I've compiled OMPI 1.8 on a x64 linux cluster using the PGI compilers v14.1 (I've tried it with PGI v11.10 and get the same result). I'm able to compile with the resulting mpicc/mpifort/etc. When running the codes, everything seems to be working fine when there's only one job running on a given computing node. However, whenever a second job gets assigned the same computing node, the CPU load of every process gets divided by 2. I'm using pbs torque. As an example:
-Submit jobA using torque to node1 using mpirun -n 4
-All 4 rocesses of jobA show 100% CPU load.
-Submit jobB using torque to node1 using mpirun -n 4
-All 8 processes ( 4 from jobA & 4 from jobB ) show 50% CPU load.
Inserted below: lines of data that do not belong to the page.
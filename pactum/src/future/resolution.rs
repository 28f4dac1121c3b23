use super::Future;
use crate::error::{CycleError, Panicked};

use std::fmt;

/// Requirements on a rejection reason.
///
/// Reasons are cloned into every reaction, rendered with `Debug` for
/// diagnostics, and must be able to express a [`CycleError`] and a
/// [`Panicked`] callback.
///
/// Implemented automatically; `String`, `&'static str`, [`Error`](crate::Error)
/// and [`AggregateError`](crate::AggregateError) qualify out of the box.
pub trait Reason: Clone + fmt::Debug + From<CycleError> + From<Panicked> + 'static {}

impl<E> Reason for E where
    E: Clone + fmt::Debug + From<CycleError> + From<Panicked> + 'static
{
}

/// What a future gets resolved with.
///
/// This is the tagged form of everything a producer or a reaction can hand
/// back: a plain value, an error, or another future to adopt.
#[derive(Debug)]
pub enum Resolution<T, E> {
    Value(T),
    Error(E),
    Future(Future<T, E>),
}

impl<T, E> Resolution<T, E> {
    /// Returns `true` when the resolution defers to another future.
    pub fn is_future(&self) -> bool {
        matches!(self, Resolution::Future(_))
    }

    pub fn is_value(&self) -> bool {
        matches!(self, Resolution::Value(_))
    }

    pub fn is_error(&self) -> bool {
        matches!(self, Resolution::Error(_))
    }
}

/// Conversion into a [`Resolution`].
///
/// Callbacks passed to [`then`](Future::then), [`catch`](Future::catch) and
/// friends return any type implementing this trait:
///
/// - `Result<T, E>`: `Ok` fulfills, `Err` rejects,
/// - `Future<T, E>`: the child adopts that future's outcome,
/// - `Resolution<T, E>`: used as is.
pub trait IntoResolution<T, E> {
    fn into_resolution(self) -> Resolution<T, E>;
}

impl<T, E> IntoResolution<T, E> for Resolution<T, E> {
    fn into_resolution(self) -> Resolution<T, E> {
        self
    }
}

impl<T, E> IntoResolution<T, E> for Result<T, E> {
    fn into_resolution(self) -> Resolution<T, E> {
        match self {
            Ok(value) => Resolution::Value(value),
            Err(error) => Resolution::Error(error),
        }
    }
}

impl<T, E> IntoResolution<T, E> for Future<T, E> {
    fn into_resolution(self) -> Resolution<T, E> {
        Resolution::Future(self)
    }
}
Moreover, whilst jobA/jobB would run in 30 mins by itself; when both jobs are on the same node they've gone 14 hrs without completing.
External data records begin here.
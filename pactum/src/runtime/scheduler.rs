use crate::rejection::PendingRejection;

/// A unit of deferred work.
pub type Microtask = Box<dyn FnOnce()>;

/// The "run this later" service futures rely on.
///
/// Implementations must honour two rules:
/// - a task never runs inside the `enqueue` call that submitted it,
/// - tasks run in the order they were enqueued.
///
/// [`Runtime`](crate::Runtime) is the implementation shipped with the crate.
/// Any other scheduler can be installed with [`enter`](super::enter).
pub trait Scheduler {
    /// Queues `task` to run after everything already queued.
    fn enqueue(&self, task: Microtask);

    /// Takes a rejection nobody was listening to when it happened.
    ///
    /// The scheduler should report it only if it is still unhandled once
    /// the currently queued work has run. The default implementation
    /// queues the check as a regular task.
    ///
    /// That check is queued when the future settles, so it only sees the
    /// work queued before it. A handler attached by a task enqueued later
    /// in the same batch arrives too late, and the rejection is reported
    /// anyway. Schedulers that know when a batch ends should override this
    /// and check once the queue is empty, as [`Runtime`](crate::Runtime)
    /// does.
    fn track_rejection(&self, rejection: PendingRejection) {
        self.enqueue(Box::new(move || {
            rejection.report();
        }));
    }
}
use pactum::time::{reject_after, resolve_after};
use pactum::{Future, RuntimeBuilder};

use std::cell::Cell;
use std::rc::Rc;
use std::time::{Duration, Instant};

#[test]
fn test_finally_passes_value_through() {
    let rt = RuntimeBuilder::new().build();

    let result = rt.block_on(|| {
        Future::<i32, String>::resolve(5)
            .finally(|| Ok::<(), String>(()))
            .then(|v| Ok(v))
    });

    assert_eq!(result, Ok(Ok(5)));
}

#[test]
fn test_finally_passes_error_through() {
    let rt = RuntimeBuilder::new().build();

    let result = rt.block_on(|| {
        Future::<String, String>::reject("kept".into())
            .finally(|| Ok::<(), String>(()))
            .catch(|e| Ok(e))
    });

    assert_eq!(result, Ok(Ok("kept".to_string())));
}

#[test]
fn test_finally_return_value_is_discarded() {
    let rt = RuntimeBuilder::new().build();

    let result =
        rt.block_on(|| Future::<i32, String>::resolve(1).finally(|| Ok::<i32, String>(99)));

    assert_eq!(result, Ok(Ok(1)));
}

#[test]
fn test_finally_runs_on_both_outcomes() {
    let rt = RuntimeBuilder::new().build();
    let runs = Rc::new(Cell::new(0));

    let counter = runs.clone();
    let fulfilled = rt.block_on(|| {
        Future::<i32, String>::resolve(1).finally(move || {
            counter.set(counter.get() + 1);
            Ok::<(), String>(())
        })
    });

    let counter = runs.clone();
    let rejected = rt.block_on(|| {
        Future::<i32, String>::reject("r".into()).finally(move || {
            counter.set(counter.get() + 1);
            Ok::<(), String>(())
        })
    });

    assert_eq!(fulfilled, Ok(Ok(1)));
    assert_eq!(rejected, Ok(Err("r".to_string())));
    assert_eq!(runs.get(), 2);
}

#[test]
fn test_finally_error_replaces_outcome() {
    let rt = RuntimeBuilder::new().build();

    let from_value = rt.block_on(|| {
        Future::<i32, String>::resolve(1).finally(|| Err::<(), String>("cleanup".into()))
    });
    let from_error = rt.block_on(|| {
        Future::<i32, String>::reject("original".into())
            .finally(|| Err::<(), String>("cleanup".into()))
    });

    assert_eq!(from_value, Ok(Err("cleanup".to_string())));
    assert_eq!(from_error, Ok(Err("cleanup".to_string())));
}

#[test]
fn test_finally_future_delays_settlement() {
    let rt = RuntimeBuilder::new().build();
    let start = Instant::now();

    let result = rt.block_on(|| {
        Future::<i32, String>::resolve(7)
            .finally(|| resolve_after::<&str, String>(Duration::from_millis(30), "discarded"))
    });

    assert_eq!(result, Ok(Ok(7)));
    assert!(start.elapsed() >= Duration::from_millis(30));
}

#[test]
fn test_finally_future_rejection_replaces_outcome() {
    let rt = RuntimeBuilder::new().build();

    let result = rt.block_on(|| {
        Future::<i32, String>::resolve(7)
            .finally(|| reject_after::<(), String>(Duration::from_millis(5), "late failure".into()))
    });

    assert_eq!(result, Ok(Err("late failure".to_string())));
}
I'm attaching config.log & the output of ompi_info --all (bzipped)
Some more info:
$> ompi_info | grep tm
MCA ess: tm (MCA v2.0, API v3.0, Component v1.8)
MCA plm: tm (MCA v2.0, API v2.0, Component v1.8)
MCA ras: tm (MCA v2.0, API v2.0, Component v1.8)
Sorry if this is a common problem but I've tried searching for posts discussing similar problems but haven't been able to find any.
Thanks for your help,